Jovem de família

Data de publicação: 04/12/2017

Por Pe. Reginaldo Carreira
                    

          
Antigamente, quando se queria dizer que uma jovem era gente de bem e decente, logo se dizia: “Ela é uma moça de família!”. E quando se dizia isso, estavam implícitas as características: uma jovem educada, de boa índole e caráter, que sabia respeitar e merecia ser respeitada, que cuidava bem da casa e sabia lidar com crianças (seus futuros filhos, se fosse o caso), que se vestia de forma mais recatada, e outras ideias de boa moça da época.
            Sim, os tempos mudaram! Em alguns aspectos para melhor! Que bom que não se tem mais, ao menos em boa parte da população, a ideia de que boa moça é só a que é boa dona de casa. Trata-se de um conceito machista demais, não só para os dias de hoje. Mas me intriga o fato de que o termo “moça de família” seja atualmente usado como uma forma de chacota ou crítica irônica!
Há de se tomar os devidos cuidados para não ser anacrônico, e para atualizar a concepção do termo. Mas também é preciso admitir que, fundamentalmente, mesmo dentro da multicultura vigente, família tem lugar de honra, e a moça ou o moço de família também deveriam ter. Calma lá! Mais uma vez reafirmo que não estou dizendo aqui que deveríamos voltar ao passado, mas que devemos rever o valor – não do termo em si –, mas do que ele representa.

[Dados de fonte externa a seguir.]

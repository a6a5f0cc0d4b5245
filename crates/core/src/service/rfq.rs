//! RFQ operations.

use chrono::Utc;
use uuid::Uuid;

use super::{
    Change, ChangeSet, Outcome, ProcurementService, TransitionRequest, TransitionView, WorkflowStore,
    found, names, parse_target, view,
};
use crate::bid::{Bid, BidLifecycle};
use crate::error::WorkflowError;
use crate::machine::{Actor, ActorRole, EntityKind, StatusHistoryEntry, WorkflowState};
use crate::numbering::DocumentKind;
use crate::rfq::{Rfq, RfqChange, RfqInput, RfqStatus, RfqWorkflow};

impl<S: WorkflowStore> ProcurementService<S> {
    pub(super) async fn load_rfq(&self, id: Uuid) -> Result<Rfq, WorkflowError> {
        found(EntityKind::Rfq, id, self.store.find_rfq(id).await?)
    }

    fn rfq_outcome(rfq: Rfq, actor: &Actor, message: String) -> Outcome<Rfq> {
        Outcome {
            available_transitions: names(RfqWorkflow::available_transitions(&rfq, actor)),
            entity: rfq,
            message,
        }
    }

    /// Creates a draft RFQ with the next reference number.
    ///
    /// # Errors
    ///
    /// `Unauthorized` for non-buyers, `Validation` for bad input.
    pub async fn create_rfq(&self, input: RfqInput, actor: &Actor) -> Result<Outcome<Rfq>, WorkflowError> {
        if actor.role != ActorRole::Buyer {
            return Err(WorkflowError::unauthorized("only buyers may create RFQs"));
        }
        actor.require_company()?;
        RfqWorkflow::validate(&input)?;
        let now = Utc::now();
        let reference = self.next_number(DocumentKind::Rfq, now).await?;
        let rfq = RfqWorkflow::create(input, actor, reference, now)?;

        let mut changes = ChangeSet::default();
        changes.history.push(StatusHistoryEntry::created(
            EntityKind::Rfq,
            rfq.id,
            rfq.status.as_str(),
            actor.user_id,
            now,
        ));
        changes.rfqs.push(Change::Insert(rfq.clone()));
        self.commit(changes, Vec::new()).await?;

        tracing::info!(rfq_id = %rfq.id, reference = %rfq.reference_number, "rfq created");
        let message = format!("RFQ {} created", rfq.reference_number);
        Ok(Self::rfq_outcome(rfq, actor, message))
    }

    /// Loads an RFQ the actor may see.
    ///
    /// # Errors
    ///
    /// `NotFound` or `Unauthorized`.
    pub async fn get_rfq(&self, id: Uuid, actor: &Actor) -> Result<Outcome<Rfq>, WorkflowError> {
        let rfq = self.load_rfq(id).await?;
        RfqWorkflow::ensure_visible(&rfq, actor)?;
        let message = format!("RFQ {} is {}", rfq.reference_number, rfq.status);
        Ok(Self::rfq_outcome(rfq, actor, message))
    }

    /// Replaces a draft RFQ's fields and items.
    ///
    /// # Errors
    ///
    /// See [`RfqWorkflow::update_draft`]; `Conflict` on a concurrent write.
    pub async fn update_rfq(
        &self,
        id: Uuid,
        input: RfqInput,
        actor: &Actor,
    ) -> Result<Outcome<Rfq>, WorkflowError> {
        let rfq = self.load_rfq(id).await?;
        let updated = RfqWorkflow::update_draft(&rfq, input, actor, Utc::now())?;

        let mut changes = ChangeSet::default();
        let updated = changes.update_rfq(updated);
        self.commit(changes, Vec::new()).await?;

        let message = format!("RFQ {} updated", updated.reference_number);
        Ok(Self::rfq_outcome(updated, actor, message))
    }

    /// Current RFQ status and the statuses the actor may move it to.
    ///
    /// # Errors
    ///
    /// `NotFound` or `Unauthorized`.
    pub async fn rfq_transitions(&self, id: Uuid, actor: &Actor) -> Result<TransitionView, WorkflowError> {
        let rfq = self.load_rfq(id).await?;
        RfqWorkflow::ensure_visible(&rfq, actor)?;
        Ok(view(rfq.status, RfqWorkflow::available_transitions(&rfq, actor)))
    }

    /// Moves an RFQ to another status. Awarding also settles the bids.
    ///
    /// # Errors
    ///
    /// Any [`WorkflowError`] from the RFQ workflow; `Conflict` on a
    /// concurrent write.
    pub async fn transition_rfq(
        &self,
        id: Uuid,
        request: TransitionRequest,
        actor: &Actor,
    ) -> Result<Outcome<Rfq>, WorkflowError> {
        let target: RfqStatus = parse_target(&request.target_status)?;
        let rfq = self.load_rfq(id).await?;
        let now = Utc::now();

        let change = if request.force {
            RfqWorkflow::force_transition(&rfq, target, actor, &request.metadata, now)?
        } else {
            let bids = self.store.list_bids_for_rfq(rfq.id).await?;
            RfqWorkflow::transition(
                &rfq,
                &bids,
                target,
                actor,
                &request.metadata,
                &self.policy,
                now,
            )?
        };

        let RfqChange {
            rfq: updated,
            transition,
            bids,
            events,
        } = change;
        let mut changes = ChangeSet::default();
        changes.history.push(transition.clone().into_history(rfq.id));
        let updated = changes.update_rfq(updated);
        for bid in bids {
            changes.update_bid(bid);
        }
        self.commit(changes, events).await?;

        tracing::info!(
            rfq_id = %rfq.id,
            from = %transition.from,
            to = %transition.to,
            forced = transition.forced,
            "rfq transitioned"
        );
        let message = format!("RFQ {} moved to {}", updated.reference_number, updated.status);
        Ok(Self::rfq_outcome(updated, actor, message))
    }

    /// Status history of an RFQ, oldest first.
    ///
    /// # Errors
    ///
    /// `NotFound` or `Unauthorized`.
    pub async fn rfq_history(
        &self,
        id: Uuid,
        actor: &Actor,
    ) -> Result<Vec<StatusHistoryEntry>, WorkflowError> {
        let rfq = self.load_rfq(id).await?;
        RfqWorkflow::ensure_visible(&rfq, actor)?;
        self.store.list_history(EntityKind::Rfq, rfq.id).await
    }

    /// Bids on an RFQ that the actor may see: the owner sees every
    /// non-draft bid, a supplier only its own.
    ///
    /// # Errors
    ///
    /// `NotFound` or `Unauthorized`.
    pub async fn list_bids(&self, rfq_id: Uuid, actor: &Actor) -> Result<Vec<Bid>, WorkflowError> {
        let rfq = self.load_rfq(rfq_id).await?;
        RfqWorkflow::ensure_visible(&rfq, actor)?;
        let bids = self.store.list_bids_for_rfq(rfq.id).await?;
        Ok(bids
            .into_iter()
            .filter(|bid| BidLifecycle::ensure_visible(bid, &rfq, actor).is_ok())
            .collect())
    }
}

O valor de ser família – Quanto mais alguém se reconcilia com sua história, se integra com sua raiz, entende – e ama – de onde vem, melhor pessoa se torna, e mais capaz será de chegar a seus objetivos. Só quem sabe bem de onde vem é capaz de ir aonde quer. Quanto mais “de família” alguém for, mais feliz se torna. É só olharmos ao redor, é só olharmos com o coração mais sensível e com o olhar mais espiritual, que veremos quais as grandes causas de tristeza e de alegria. Elas estão fundamentadas nos nossos relacionamentos, na nossa família, no bem-estar de quem amamos, na capacidade de perdoar e amar quem está perto do nosso coração! Nem sempre se enxerga isso no momento da dor ou da decepção, mas cedo ou tarde nos damos conta de que só queremos nos sentir em casa!
Precisamos hoje, mais do que nunca, de jovens que mantenham seus valores familiares mais fundamentais, pois é lá onde se aprende o amor na forma mais profunda e eficaz, é lá onde se compreende a graça da partilha, da convivência social, da educação e da habilidade em coexistir, e é lá que se experimentam os primeiros conflitos e as primeiras vitórias. Não existe família perfeita, e assim, claro, existem situações em que há de se refletir, rever, perdoar e reorientar-se à luz da Palavra de Deus e do anúncio cristão.
Existem também aqueles que não tiveram referência familiar básica, mas, ainda assim, é possível achar caminhos e abrir portas para que todos possam ser “jovens de família”, “homens e mulheres de família”! E quando digo que é possível, é porque acredito que nós, cristãos, temos a força das obras de fé. Ou não temos?! O que podemos fazer para que isso continue a acontecer? Talvez começando por nós mesmos a dar um valor cada vez maior à nossa família de sangue e aos amigos que se tornaram família na fé e na vida!
É! Não somos perfeitos, nem “bonzinhos”, mesmo porque o bonzinho às vezes é um mauzinho disfarçado, mas somos gente de família! E o que queremos de fato é nos sentir em casa, livres para amar e sermos amados. Na verdade, na espiritualidade é assim também: “Fizeste-nos para Ti, Senhor, e inquieto está nosso coração, enquanto não repousa em Ti” (Santo Agostinho).